What is needed:
Every line in the entries where "rest" is found should be copied.

[Stored data entries]
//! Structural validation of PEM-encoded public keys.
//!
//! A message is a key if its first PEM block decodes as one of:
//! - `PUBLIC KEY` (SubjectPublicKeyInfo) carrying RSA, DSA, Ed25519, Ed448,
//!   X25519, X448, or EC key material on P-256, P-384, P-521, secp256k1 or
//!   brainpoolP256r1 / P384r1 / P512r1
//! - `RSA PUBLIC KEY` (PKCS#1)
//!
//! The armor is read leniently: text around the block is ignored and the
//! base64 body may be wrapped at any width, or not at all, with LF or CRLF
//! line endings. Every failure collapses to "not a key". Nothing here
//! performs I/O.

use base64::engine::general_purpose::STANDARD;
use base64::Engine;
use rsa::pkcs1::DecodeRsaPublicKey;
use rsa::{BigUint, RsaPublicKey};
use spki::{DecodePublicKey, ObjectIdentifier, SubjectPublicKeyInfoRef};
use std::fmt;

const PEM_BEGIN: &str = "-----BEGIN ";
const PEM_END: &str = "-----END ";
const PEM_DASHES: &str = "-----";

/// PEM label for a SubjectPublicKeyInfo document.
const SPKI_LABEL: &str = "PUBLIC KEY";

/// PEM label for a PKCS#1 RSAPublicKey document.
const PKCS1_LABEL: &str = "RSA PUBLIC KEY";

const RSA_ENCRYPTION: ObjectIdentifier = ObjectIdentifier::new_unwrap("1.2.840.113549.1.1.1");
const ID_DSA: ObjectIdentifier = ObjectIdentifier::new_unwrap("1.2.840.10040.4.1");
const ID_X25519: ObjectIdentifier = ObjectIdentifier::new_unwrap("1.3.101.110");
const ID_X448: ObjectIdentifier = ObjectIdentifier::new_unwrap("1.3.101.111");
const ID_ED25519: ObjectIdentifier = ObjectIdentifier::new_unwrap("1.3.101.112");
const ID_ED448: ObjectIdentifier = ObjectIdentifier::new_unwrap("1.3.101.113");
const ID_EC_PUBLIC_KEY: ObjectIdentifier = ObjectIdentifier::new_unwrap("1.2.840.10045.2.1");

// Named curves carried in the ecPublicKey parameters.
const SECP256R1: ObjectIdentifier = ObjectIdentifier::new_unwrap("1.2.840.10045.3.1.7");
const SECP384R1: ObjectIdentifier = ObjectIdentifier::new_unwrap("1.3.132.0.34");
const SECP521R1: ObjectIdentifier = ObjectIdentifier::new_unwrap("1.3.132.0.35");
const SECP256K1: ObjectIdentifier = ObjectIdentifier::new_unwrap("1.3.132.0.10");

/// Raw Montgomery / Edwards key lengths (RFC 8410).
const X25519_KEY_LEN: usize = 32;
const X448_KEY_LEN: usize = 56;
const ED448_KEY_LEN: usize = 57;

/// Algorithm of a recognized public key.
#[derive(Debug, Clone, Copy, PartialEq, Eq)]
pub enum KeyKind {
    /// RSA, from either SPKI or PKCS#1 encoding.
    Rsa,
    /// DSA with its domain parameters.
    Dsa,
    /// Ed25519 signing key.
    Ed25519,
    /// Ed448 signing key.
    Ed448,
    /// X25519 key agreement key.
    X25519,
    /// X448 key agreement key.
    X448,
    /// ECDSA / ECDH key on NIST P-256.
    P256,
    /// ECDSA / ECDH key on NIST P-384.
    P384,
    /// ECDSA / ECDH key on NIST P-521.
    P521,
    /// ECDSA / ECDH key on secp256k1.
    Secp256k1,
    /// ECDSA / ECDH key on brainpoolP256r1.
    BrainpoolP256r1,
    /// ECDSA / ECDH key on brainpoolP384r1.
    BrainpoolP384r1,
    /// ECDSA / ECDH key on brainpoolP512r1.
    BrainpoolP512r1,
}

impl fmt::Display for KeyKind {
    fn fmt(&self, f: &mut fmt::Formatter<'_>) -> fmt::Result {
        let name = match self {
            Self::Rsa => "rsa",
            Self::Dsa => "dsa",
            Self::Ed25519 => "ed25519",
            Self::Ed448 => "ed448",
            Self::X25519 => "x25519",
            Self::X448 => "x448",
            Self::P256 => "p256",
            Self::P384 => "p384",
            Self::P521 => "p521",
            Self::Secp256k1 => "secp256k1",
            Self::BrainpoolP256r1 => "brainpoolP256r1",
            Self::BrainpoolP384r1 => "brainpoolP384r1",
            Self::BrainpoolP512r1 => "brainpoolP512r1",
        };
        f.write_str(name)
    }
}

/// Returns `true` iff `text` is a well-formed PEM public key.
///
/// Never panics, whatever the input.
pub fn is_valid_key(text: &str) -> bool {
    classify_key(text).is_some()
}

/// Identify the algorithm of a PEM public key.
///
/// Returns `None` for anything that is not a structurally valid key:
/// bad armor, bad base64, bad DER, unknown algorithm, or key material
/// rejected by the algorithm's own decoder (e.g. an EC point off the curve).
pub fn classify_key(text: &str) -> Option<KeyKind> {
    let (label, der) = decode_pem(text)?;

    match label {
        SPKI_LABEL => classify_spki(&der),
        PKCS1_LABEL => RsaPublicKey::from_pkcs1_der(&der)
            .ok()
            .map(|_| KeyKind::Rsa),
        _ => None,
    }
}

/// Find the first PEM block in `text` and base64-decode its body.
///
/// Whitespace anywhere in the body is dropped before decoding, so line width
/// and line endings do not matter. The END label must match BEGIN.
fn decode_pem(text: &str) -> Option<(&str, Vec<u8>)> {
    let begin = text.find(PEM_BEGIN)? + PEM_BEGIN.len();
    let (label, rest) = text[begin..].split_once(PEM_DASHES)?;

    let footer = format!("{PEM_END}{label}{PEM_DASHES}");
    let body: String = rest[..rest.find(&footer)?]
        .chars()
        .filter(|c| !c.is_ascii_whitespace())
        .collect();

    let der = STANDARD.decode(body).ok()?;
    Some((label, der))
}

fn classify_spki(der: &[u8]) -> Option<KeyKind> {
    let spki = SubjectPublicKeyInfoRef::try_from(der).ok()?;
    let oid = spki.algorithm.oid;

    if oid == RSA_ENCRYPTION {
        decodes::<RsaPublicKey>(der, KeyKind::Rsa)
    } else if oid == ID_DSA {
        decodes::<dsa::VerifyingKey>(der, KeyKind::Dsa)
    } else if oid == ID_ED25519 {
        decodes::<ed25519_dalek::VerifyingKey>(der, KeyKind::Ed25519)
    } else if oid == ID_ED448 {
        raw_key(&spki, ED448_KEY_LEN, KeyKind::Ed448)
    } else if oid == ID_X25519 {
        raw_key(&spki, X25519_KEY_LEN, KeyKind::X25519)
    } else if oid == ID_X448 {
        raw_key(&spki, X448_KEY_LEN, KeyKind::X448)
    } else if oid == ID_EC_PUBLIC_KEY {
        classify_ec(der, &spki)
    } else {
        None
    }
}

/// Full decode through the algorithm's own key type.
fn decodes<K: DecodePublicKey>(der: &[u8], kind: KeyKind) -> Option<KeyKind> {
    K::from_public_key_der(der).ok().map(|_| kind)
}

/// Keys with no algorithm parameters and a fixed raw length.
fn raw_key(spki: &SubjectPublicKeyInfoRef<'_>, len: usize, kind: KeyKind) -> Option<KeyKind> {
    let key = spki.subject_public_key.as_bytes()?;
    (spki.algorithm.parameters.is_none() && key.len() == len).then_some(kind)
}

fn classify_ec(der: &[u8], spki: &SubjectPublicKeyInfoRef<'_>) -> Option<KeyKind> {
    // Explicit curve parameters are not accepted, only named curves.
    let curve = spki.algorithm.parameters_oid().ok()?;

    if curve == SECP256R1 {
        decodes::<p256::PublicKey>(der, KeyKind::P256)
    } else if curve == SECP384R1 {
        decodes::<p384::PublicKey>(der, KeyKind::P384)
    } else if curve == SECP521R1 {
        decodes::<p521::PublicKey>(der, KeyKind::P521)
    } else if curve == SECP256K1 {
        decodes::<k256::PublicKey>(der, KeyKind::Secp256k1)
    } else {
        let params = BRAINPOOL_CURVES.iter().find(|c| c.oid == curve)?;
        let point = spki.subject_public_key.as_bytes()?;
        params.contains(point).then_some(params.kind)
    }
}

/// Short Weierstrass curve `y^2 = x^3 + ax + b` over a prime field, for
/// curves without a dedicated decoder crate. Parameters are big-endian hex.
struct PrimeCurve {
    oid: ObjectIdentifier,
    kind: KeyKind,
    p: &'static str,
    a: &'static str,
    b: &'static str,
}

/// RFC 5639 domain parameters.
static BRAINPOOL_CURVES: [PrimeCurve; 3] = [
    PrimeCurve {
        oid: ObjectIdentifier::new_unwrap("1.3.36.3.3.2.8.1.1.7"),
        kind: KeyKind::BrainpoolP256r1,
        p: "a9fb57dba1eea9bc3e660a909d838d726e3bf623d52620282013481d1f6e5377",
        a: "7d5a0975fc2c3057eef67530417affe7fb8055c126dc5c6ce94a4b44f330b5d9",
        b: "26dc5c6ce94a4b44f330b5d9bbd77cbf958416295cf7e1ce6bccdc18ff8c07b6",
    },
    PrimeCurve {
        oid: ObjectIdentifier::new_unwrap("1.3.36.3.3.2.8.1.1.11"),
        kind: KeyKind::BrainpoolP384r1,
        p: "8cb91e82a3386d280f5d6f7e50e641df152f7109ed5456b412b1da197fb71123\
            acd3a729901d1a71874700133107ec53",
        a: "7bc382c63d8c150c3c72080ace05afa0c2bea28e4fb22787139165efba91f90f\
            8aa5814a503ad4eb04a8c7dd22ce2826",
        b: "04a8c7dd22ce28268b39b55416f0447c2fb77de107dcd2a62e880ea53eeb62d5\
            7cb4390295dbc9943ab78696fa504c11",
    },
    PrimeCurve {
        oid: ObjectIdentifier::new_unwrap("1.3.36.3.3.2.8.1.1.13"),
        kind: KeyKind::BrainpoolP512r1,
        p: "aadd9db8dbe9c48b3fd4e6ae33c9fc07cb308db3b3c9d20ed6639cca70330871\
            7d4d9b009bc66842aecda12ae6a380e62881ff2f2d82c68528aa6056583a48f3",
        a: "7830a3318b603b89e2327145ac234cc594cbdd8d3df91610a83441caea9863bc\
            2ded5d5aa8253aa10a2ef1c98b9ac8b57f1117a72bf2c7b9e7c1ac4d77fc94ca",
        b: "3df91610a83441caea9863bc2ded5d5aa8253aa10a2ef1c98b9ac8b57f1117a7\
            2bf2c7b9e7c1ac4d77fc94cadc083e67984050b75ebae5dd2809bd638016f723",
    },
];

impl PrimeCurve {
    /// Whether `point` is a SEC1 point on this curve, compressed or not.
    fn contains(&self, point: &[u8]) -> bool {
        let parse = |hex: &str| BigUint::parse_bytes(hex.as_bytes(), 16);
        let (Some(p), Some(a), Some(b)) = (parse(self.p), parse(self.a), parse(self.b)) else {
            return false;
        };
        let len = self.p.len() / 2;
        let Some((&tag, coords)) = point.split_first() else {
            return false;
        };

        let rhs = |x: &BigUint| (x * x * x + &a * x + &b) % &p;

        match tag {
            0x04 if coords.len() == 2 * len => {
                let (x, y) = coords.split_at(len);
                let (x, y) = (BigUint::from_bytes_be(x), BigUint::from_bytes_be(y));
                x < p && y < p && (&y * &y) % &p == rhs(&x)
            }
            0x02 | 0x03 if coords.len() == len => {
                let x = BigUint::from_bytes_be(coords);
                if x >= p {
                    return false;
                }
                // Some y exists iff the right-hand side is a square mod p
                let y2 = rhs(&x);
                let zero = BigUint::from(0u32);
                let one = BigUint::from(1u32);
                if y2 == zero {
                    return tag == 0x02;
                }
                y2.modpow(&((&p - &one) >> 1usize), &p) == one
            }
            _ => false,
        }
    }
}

Task output:
    let (label, rest) = text[begin..].split_once(PEM_DASHES)?;
    let body: String = rest[..rest.find(&footer)?]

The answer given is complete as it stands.